= Information shown =
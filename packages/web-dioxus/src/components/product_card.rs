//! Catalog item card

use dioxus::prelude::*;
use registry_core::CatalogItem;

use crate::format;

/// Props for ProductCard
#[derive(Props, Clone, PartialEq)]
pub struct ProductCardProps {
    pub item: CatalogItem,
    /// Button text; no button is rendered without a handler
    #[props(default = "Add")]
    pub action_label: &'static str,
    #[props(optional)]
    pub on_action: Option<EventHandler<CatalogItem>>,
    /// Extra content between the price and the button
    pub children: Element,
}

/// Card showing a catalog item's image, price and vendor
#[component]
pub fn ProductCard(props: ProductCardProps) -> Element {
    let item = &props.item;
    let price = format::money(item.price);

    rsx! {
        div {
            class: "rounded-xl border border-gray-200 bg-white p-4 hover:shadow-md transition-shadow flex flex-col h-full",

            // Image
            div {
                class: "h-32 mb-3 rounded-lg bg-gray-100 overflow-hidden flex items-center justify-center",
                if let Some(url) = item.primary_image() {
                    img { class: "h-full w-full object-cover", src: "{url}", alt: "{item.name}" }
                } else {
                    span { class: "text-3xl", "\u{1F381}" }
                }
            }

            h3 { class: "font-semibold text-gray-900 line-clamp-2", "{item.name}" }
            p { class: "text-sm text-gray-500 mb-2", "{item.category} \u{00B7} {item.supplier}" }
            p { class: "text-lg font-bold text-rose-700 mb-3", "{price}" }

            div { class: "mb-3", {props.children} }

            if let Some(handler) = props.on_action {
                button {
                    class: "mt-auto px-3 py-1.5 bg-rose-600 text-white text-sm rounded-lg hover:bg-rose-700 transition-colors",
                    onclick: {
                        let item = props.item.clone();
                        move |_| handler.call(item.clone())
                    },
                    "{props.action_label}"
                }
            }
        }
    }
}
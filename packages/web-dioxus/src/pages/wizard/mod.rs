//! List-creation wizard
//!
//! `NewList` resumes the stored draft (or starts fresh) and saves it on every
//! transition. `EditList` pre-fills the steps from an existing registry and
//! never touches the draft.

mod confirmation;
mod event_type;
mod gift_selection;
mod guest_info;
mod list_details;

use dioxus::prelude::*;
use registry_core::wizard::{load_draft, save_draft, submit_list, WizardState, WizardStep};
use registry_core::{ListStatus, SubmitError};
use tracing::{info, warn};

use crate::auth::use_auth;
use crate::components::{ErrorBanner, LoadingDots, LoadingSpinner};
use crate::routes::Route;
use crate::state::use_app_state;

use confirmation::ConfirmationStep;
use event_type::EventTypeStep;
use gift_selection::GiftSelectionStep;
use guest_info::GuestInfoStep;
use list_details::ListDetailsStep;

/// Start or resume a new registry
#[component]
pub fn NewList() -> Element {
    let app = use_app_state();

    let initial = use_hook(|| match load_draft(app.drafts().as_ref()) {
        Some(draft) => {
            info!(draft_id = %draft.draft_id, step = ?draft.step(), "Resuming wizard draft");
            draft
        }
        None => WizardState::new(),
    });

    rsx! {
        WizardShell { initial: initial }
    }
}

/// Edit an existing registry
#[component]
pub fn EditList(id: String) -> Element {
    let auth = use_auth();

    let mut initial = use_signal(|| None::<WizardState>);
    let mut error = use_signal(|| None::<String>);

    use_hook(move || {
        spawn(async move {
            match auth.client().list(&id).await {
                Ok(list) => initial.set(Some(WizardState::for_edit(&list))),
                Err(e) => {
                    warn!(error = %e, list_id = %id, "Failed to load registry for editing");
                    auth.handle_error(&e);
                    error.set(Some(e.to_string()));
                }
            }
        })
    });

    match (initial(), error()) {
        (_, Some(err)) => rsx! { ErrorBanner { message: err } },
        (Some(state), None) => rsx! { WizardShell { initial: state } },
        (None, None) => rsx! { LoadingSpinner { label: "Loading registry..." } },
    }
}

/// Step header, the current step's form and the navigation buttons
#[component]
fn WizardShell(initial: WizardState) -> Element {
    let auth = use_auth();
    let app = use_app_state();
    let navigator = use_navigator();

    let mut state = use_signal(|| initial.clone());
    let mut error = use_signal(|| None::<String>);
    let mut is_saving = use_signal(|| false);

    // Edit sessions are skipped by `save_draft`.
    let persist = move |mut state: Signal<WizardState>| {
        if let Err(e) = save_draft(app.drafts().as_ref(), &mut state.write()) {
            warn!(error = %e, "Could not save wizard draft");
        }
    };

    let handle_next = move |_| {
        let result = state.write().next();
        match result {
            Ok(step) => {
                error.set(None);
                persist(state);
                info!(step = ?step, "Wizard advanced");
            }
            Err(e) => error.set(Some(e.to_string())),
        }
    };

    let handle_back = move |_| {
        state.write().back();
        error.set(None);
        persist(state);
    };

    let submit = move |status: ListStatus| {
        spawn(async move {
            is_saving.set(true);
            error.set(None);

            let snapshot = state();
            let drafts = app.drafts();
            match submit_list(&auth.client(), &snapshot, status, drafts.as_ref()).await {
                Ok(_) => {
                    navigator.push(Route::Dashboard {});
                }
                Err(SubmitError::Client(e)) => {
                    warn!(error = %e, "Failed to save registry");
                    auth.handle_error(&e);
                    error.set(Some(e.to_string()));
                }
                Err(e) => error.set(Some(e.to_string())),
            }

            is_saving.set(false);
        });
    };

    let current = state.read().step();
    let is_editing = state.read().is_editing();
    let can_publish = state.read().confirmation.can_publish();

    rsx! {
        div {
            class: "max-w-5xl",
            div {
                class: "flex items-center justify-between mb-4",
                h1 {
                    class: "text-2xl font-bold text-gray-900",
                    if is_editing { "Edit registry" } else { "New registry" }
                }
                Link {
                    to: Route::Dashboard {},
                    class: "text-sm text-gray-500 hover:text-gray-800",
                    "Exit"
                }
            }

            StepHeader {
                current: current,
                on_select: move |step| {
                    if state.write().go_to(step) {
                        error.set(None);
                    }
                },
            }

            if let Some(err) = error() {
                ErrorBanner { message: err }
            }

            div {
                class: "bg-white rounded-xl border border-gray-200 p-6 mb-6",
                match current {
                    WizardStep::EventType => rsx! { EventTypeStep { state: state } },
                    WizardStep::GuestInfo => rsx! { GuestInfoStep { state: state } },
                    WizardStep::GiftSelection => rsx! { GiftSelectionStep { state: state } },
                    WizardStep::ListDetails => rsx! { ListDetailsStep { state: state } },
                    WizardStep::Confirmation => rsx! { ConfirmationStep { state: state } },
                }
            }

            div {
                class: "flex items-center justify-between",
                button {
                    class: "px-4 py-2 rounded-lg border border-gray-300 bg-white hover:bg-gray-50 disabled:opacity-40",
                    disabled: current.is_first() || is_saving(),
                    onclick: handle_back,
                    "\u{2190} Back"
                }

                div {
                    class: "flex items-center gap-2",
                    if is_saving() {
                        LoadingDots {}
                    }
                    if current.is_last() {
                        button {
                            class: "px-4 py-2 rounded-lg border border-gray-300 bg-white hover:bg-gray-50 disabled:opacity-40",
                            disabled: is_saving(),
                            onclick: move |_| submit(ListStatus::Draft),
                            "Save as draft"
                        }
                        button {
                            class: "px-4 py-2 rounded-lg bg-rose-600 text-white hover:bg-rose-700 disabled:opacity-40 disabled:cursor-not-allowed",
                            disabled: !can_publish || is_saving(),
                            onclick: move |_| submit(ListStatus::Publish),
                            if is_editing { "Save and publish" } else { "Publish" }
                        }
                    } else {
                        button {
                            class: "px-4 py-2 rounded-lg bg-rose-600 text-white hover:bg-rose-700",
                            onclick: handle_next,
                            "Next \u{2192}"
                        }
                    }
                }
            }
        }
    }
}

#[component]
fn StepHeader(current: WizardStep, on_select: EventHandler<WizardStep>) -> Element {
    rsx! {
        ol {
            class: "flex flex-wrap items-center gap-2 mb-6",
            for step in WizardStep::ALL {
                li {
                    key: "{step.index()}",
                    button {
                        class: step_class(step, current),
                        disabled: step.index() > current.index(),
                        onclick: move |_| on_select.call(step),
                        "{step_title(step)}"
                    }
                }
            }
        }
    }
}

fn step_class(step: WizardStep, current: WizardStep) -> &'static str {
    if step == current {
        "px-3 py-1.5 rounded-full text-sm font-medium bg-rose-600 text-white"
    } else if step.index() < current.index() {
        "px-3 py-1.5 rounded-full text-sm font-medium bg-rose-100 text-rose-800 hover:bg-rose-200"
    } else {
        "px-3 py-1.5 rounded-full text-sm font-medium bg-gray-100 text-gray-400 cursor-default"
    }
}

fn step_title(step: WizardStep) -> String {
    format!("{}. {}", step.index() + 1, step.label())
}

= Brief =
Return only the lines of the records in which the string "border" appears.

= Exercise response =
            class: "rounded-xl border border-gray-200 bg-white p-4 hover:shadow-md transition-shadow flex flex-col h-full",
                class: "bg-white rounded-xl border border-gray-200 p-6 mb-6",
                    class: "px-4 py-2 rounded-lg border border-gray-300 bg-white hover:bg-gray-50 disabled:opacity-40",
                            class: "px-4 py-2 rounded-lg border border-gray-300 bg-white hover:bg-gray-50 disabled:opacity-40",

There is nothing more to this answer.